[Collected data entries]
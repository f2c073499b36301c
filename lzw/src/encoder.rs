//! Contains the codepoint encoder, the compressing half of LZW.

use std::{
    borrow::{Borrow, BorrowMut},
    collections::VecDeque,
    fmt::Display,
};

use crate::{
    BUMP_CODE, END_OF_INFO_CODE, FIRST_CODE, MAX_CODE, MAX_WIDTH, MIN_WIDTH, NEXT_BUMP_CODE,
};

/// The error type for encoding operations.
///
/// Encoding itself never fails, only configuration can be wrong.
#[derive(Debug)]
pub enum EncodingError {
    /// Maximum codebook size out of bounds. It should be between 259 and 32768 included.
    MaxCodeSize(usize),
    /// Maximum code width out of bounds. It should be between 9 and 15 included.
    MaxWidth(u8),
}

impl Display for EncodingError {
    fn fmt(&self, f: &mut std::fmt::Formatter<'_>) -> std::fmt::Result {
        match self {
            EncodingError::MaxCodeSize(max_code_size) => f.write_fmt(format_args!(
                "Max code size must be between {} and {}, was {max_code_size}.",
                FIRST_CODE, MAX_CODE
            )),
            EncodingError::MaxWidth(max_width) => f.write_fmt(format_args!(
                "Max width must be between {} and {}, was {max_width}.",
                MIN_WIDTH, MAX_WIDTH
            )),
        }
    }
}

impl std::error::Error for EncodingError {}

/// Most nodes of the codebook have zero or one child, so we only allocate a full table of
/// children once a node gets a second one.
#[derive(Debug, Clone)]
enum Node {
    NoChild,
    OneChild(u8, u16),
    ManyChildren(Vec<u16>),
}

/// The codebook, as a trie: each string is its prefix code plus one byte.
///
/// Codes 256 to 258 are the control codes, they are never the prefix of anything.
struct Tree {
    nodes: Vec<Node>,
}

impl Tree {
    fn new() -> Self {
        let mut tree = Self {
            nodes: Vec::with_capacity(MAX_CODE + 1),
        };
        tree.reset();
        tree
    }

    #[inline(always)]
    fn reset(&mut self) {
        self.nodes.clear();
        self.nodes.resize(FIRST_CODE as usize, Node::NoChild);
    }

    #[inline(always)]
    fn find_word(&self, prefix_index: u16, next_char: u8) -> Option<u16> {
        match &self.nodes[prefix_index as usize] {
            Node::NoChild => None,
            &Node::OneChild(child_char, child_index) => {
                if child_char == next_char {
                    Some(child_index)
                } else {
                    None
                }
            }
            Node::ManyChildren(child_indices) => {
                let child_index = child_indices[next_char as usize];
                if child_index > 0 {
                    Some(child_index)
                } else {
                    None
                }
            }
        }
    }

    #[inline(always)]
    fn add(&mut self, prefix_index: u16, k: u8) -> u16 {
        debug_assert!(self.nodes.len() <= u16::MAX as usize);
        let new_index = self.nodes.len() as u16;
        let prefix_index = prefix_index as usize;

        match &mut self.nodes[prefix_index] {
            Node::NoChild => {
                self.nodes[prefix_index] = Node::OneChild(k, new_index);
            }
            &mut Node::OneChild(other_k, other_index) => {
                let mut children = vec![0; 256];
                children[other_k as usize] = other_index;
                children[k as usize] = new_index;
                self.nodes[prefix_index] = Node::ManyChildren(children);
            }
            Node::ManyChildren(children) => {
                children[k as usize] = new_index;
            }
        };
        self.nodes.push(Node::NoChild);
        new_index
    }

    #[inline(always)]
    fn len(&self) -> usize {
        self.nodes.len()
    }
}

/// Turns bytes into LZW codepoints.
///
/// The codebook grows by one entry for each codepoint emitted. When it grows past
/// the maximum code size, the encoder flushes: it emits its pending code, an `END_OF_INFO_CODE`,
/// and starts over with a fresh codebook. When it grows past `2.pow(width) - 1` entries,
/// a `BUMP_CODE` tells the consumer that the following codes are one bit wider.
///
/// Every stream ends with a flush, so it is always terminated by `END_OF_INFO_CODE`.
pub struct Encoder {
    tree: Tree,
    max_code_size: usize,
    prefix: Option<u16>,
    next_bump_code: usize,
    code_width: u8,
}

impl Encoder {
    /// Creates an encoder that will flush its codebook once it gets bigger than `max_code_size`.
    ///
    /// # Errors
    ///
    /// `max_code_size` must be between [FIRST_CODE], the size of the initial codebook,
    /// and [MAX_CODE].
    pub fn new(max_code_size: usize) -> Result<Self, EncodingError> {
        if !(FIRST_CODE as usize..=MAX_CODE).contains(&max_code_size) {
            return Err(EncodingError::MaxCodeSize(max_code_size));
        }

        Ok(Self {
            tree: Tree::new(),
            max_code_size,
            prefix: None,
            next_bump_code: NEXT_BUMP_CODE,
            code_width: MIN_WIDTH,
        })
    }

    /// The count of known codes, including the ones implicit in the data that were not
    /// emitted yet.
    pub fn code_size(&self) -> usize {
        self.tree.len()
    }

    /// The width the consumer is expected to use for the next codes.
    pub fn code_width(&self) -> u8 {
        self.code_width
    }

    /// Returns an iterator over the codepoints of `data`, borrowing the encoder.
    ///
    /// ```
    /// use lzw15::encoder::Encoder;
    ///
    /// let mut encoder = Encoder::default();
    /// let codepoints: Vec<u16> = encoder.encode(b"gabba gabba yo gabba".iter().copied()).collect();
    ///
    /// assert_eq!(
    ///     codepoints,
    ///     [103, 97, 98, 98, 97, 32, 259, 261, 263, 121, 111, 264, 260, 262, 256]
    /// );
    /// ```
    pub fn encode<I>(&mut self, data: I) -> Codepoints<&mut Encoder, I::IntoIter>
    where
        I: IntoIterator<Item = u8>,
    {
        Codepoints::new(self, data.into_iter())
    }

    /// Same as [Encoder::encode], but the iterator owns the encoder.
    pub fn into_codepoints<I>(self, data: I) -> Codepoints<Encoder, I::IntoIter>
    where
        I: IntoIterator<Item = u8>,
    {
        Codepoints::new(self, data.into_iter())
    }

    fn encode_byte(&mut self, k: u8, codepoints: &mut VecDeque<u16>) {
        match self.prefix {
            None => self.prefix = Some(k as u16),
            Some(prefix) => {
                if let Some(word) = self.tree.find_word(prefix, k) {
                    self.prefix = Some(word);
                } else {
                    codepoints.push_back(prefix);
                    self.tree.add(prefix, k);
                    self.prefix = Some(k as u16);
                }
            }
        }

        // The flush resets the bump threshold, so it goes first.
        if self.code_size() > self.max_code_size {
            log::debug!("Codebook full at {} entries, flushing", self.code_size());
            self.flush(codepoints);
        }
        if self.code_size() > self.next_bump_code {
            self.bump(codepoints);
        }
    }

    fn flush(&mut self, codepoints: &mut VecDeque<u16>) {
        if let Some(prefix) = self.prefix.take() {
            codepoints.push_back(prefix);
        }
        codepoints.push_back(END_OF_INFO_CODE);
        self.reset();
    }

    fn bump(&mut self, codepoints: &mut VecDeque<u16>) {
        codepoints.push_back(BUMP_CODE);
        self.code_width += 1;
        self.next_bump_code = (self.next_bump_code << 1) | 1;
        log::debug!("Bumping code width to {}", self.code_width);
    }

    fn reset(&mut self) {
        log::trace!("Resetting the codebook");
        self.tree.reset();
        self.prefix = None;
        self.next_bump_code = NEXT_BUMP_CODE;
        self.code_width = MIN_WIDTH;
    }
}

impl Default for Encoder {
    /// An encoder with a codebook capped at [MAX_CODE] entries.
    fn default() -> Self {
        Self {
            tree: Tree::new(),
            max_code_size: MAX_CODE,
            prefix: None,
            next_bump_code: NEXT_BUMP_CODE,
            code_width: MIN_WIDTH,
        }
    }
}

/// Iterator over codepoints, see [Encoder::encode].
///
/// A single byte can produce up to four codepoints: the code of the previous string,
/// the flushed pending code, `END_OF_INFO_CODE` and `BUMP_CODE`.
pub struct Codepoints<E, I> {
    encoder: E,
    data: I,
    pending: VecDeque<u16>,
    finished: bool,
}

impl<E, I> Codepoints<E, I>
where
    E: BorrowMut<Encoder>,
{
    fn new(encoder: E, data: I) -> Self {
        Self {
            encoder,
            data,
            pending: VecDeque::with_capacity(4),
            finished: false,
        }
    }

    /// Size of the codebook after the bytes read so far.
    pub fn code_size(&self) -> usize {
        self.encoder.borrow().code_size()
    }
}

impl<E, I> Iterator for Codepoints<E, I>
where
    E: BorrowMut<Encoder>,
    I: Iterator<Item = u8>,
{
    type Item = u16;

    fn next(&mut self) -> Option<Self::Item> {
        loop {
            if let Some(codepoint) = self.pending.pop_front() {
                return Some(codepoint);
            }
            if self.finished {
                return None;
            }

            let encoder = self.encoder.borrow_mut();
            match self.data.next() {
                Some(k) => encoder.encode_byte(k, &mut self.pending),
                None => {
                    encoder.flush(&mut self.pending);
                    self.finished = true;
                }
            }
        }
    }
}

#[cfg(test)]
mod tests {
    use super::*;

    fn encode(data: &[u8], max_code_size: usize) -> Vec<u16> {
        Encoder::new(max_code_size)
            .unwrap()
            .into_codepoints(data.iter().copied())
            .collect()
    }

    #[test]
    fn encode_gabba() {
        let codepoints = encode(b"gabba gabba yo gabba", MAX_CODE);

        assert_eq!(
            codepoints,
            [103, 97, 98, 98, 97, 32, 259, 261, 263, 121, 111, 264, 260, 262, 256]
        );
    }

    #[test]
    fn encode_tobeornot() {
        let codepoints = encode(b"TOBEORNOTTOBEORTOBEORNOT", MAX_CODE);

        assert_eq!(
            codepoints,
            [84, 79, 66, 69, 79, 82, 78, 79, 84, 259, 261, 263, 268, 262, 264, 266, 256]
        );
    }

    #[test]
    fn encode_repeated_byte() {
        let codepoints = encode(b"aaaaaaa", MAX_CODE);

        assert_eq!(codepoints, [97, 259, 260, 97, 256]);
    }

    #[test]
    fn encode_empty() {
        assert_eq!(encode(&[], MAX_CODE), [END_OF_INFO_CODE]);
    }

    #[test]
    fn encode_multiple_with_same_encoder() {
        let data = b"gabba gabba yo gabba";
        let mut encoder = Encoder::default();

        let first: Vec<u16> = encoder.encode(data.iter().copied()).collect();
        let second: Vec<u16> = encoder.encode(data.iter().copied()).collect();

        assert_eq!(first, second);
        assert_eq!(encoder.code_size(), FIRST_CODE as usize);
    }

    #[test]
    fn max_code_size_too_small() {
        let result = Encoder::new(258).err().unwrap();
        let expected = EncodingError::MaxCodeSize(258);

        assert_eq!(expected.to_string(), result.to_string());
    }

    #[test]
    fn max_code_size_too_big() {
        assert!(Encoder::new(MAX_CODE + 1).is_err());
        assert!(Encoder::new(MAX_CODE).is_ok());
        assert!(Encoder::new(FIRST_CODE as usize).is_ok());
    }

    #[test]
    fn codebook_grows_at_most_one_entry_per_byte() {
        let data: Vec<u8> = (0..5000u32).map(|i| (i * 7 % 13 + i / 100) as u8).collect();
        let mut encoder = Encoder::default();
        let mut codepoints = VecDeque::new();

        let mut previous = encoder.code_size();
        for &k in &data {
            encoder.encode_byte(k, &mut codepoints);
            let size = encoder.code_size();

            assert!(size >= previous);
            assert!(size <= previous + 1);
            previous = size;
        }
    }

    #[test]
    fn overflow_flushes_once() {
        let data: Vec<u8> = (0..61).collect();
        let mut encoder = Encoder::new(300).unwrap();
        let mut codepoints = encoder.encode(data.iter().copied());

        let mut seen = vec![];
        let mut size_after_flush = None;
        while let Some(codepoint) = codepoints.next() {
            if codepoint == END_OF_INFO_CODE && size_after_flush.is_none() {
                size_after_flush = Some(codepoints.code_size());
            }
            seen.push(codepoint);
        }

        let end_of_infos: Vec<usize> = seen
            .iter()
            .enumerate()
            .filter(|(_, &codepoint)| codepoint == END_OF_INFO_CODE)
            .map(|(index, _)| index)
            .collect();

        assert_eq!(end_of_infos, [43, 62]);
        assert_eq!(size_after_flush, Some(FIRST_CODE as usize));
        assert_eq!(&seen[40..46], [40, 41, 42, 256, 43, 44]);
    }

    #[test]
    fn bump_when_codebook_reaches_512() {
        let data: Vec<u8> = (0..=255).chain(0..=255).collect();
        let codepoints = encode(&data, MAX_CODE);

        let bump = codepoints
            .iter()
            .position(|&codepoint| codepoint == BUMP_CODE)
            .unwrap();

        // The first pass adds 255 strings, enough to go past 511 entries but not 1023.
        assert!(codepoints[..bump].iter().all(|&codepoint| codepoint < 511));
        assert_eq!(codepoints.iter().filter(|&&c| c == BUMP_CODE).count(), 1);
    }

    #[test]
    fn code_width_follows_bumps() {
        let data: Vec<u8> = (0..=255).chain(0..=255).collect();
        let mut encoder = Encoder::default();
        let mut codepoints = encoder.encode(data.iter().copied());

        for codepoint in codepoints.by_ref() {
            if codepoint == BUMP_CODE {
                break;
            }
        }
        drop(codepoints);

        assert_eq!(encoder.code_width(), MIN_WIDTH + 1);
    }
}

### [AIM OF THE EXERCISE]
For the word "full", report how many lines of the records contain it; respond with the number only.

### [RESULT OF THE EXERCISE]
2